### To do
Print exactly the lines below between the line holding "let text = response.text()?;" and the line holding "fn request_body(url: &str, api_key: &str)", inclusive, and nothing more.

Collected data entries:
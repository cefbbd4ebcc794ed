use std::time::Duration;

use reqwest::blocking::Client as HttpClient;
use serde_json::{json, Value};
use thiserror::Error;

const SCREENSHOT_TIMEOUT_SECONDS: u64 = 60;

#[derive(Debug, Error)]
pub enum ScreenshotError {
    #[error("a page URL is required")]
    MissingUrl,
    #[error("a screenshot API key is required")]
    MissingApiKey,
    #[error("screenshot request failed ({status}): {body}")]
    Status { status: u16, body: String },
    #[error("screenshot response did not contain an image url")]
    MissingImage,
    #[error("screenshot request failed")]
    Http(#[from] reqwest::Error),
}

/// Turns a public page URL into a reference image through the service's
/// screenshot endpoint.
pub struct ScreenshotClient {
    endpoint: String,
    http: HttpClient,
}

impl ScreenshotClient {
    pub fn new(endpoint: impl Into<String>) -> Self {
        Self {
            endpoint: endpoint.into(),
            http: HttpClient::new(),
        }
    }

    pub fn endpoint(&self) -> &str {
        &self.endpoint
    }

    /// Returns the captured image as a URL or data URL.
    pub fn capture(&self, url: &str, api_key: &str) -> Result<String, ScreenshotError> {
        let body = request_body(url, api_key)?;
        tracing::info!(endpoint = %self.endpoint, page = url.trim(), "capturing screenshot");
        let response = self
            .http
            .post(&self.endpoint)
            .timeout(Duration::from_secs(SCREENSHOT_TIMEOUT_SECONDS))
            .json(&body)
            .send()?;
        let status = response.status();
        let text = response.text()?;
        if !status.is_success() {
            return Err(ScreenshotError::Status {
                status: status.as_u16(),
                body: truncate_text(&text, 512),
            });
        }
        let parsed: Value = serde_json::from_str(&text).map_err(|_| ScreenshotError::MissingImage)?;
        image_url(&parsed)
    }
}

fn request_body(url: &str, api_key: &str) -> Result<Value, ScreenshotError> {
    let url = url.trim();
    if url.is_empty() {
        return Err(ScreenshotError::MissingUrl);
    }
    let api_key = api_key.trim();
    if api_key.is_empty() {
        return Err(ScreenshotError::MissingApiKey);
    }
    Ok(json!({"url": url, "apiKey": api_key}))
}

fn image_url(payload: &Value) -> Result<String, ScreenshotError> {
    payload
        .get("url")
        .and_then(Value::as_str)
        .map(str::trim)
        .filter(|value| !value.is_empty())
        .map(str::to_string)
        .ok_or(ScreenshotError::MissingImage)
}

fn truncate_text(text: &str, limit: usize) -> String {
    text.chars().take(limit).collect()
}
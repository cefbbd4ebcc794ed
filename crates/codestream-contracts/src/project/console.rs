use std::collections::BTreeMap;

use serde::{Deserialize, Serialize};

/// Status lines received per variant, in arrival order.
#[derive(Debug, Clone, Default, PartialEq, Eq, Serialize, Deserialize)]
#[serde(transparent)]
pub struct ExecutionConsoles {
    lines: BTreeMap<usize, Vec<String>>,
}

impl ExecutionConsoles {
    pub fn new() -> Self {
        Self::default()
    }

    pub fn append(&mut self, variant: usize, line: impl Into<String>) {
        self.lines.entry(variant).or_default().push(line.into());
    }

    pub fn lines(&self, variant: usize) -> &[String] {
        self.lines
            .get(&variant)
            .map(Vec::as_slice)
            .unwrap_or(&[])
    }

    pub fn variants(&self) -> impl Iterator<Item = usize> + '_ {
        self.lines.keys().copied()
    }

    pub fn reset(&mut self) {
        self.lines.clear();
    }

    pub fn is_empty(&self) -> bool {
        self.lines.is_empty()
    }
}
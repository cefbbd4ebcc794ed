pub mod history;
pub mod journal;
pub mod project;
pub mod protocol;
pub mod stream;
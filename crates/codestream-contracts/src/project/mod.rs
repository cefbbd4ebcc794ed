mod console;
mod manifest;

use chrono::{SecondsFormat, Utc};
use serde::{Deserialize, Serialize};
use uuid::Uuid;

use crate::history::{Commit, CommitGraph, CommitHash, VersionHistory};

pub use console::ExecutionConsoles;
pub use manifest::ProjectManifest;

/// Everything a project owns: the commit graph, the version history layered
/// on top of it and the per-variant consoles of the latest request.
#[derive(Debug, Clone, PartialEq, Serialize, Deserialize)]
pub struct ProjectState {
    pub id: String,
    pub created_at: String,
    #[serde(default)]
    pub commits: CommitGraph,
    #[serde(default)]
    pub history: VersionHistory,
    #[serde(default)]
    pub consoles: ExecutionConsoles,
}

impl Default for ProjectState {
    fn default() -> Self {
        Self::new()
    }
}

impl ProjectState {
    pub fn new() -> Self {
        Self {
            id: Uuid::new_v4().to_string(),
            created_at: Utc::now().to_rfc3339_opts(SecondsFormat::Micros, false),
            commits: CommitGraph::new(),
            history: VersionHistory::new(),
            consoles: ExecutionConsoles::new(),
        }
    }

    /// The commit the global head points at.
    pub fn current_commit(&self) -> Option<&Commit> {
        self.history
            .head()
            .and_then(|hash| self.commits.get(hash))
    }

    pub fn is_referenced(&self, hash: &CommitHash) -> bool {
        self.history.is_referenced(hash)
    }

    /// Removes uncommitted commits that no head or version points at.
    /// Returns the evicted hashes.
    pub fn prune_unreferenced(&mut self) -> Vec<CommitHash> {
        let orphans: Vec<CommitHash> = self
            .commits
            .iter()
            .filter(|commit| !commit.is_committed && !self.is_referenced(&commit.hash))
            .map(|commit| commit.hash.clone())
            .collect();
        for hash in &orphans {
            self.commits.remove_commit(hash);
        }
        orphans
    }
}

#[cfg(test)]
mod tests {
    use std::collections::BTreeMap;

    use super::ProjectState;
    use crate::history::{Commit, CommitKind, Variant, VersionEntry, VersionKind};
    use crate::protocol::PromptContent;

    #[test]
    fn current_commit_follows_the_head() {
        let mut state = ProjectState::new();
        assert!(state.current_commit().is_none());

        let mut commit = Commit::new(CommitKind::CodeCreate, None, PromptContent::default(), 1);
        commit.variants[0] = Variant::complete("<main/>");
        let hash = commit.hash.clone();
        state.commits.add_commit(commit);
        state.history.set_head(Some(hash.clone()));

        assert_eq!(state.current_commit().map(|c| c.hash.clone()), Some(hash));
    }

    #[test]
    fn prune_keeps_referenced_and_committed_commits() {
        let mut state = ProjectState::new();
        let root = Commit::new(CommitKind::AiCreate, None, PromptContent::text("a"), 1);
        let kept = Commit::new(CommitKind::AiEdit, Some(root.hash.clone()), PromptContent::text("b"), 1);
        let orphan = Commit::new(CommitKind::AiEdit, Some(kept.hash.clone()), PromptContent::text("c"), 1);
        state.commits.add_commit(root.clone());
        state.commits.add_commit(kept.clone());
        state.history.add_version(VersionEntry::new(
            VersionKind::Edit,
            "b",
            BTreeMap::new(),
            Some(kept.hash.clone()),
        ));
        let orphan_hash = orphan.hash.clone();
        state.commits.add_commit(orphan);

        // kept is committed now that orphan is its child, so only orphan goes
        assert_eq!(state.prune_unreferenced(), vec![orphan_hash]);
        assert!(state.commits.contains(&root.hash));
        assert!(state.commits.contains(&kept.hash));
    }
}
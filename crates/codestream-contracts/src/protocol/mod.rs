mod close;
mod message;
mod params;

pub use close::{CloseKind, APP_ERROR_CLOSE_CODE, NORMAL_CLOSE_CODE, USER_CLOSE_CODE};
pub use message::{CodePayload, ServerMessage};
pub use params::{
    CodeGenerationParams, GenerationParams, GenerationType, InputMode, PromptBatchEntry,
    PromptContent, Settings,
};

### Reply to the exercise
        let text = response.text()?;
        if !status.is_success() {
            return Err(ScreenshotError::Status {
                status: status.as_u16(),
                body: truncate_text(&text, 512),
            });
        }
        let parsed: Value = serde_json::from_str(&text).map_err(|_| ScreenshotError::MissingImage)?;
        image_url(&parsed)
    }
}

fn request_body(url: &str, api_key: &str) -> Result<Value, ScreenshotError> {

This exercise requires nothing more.